▸ Required work
From the line with "fn create_files(&self) ->" through the final line of the entries below, write out each line exactly and nothing else.

[Stored data]

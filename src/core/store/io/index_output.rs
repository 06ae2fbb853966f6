// Copyright 2019 Zhizhesihai (Beijing) Technology Limited.
//
// Licensed under the Apache License, Version 2.0 (the "License");
// you may not use this file except in compliance with the License.
// You may obtain a copy of the License at
//
//     http://www.apache.org/licenses/LICENSE-2.0
//
// Unless required by applicable law or agreed to in writing, software
// distributed under the License is distributed on an "AS IS" BASIS,
// See the License for the specific language governing permissions and
// limitations under the License.

use core::store::io::DataOutput;

use error::Result;

/// Trait for output to a file in a Directory.
///
/// Bytes are appended sequentially; the running CRC32 of everything written so far
/// is available through `checksum`.
pub trait IndexOutput: DataOutput + Send {
    fn name(&self) -> &str;
    fn file_pointer(&self) -> i64;
    fn checksum(&self) -> Result<i64>;
}

impl<T: IndexOutput + ?Sized> DataOutput for Box<T> {}

impl<T: IndexOutput + ?Sized> IndexOutput for Box<T> {
    fn name(&self) -> &str {
        (**self).name()
    }

    fn file_pointer(&self) -> i64 {
        (**self).file_pointer()
    }

    fn checksum(&self) -> Result<i64> {
        (**self).checksum()
    }
}
// Copyright 2019 Zhizhesihai (Beijing) Technology Limited.
//
// Licensed under the Apache License, Version 2.0 (the "License");
// you may not use this file except in compliance with the License.
// You may obtain a copy of the License at
//
//     http://www.apache.org/licenses/LICENSE-2.0
//
// Unless required by applicable law or agreed to in writing, software
// distributed under the License is distributed on an "AS IS" BASIS,
// See the License for the specific language governing permissions and
// limitations under the License.

use std::collections::HashSet;
use std::fmt;

use core::store::io::{ByteArrayDataInput, IndexOutput};
use core::store::IOContext;
use error::Result;

/// A Directory is a flat list of files.
///
/// Files may be written once, when they are created.  Once a file is created it may only
/// be read back, or deleted.
pub trait Directory: fmt::Display + Send + Sync {
    /// Returns the names of all files in the directory, sorted.
    fn list_all(&self) -> Result<Vec<String>>;

    fn file_length(&self, name: &str) -> Result<i64>;

    /// Creates a new, empty file in the directory with the given name.
    /// Returns a stream writing this file.
    fn create_output(&self, name: &str, context: &IOContext) -> Result<Box<dyn IndexOutput>>;

    /// Reads the full content of a finished file.
    fn read_file(&self, name: &str) -> Result<Vec<u8>>;

    fn open_input(&self, name: &str) -> Result<ByteArrayDataInput> {
        Ok(ByteArrayDataInput::new(self.read_file(name)?))
    }

    fn delete_file(&self, name: &str) -> Result<()>;

    /// Files created through this directory, for wrappers that track them.
    fn create_files(&self) -> HashSet<String> {
        HashSet::new()
    }
}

▸ Result below
    fn create_files(&self) -> HashSet<String> {
        HashSet::new()
    }
}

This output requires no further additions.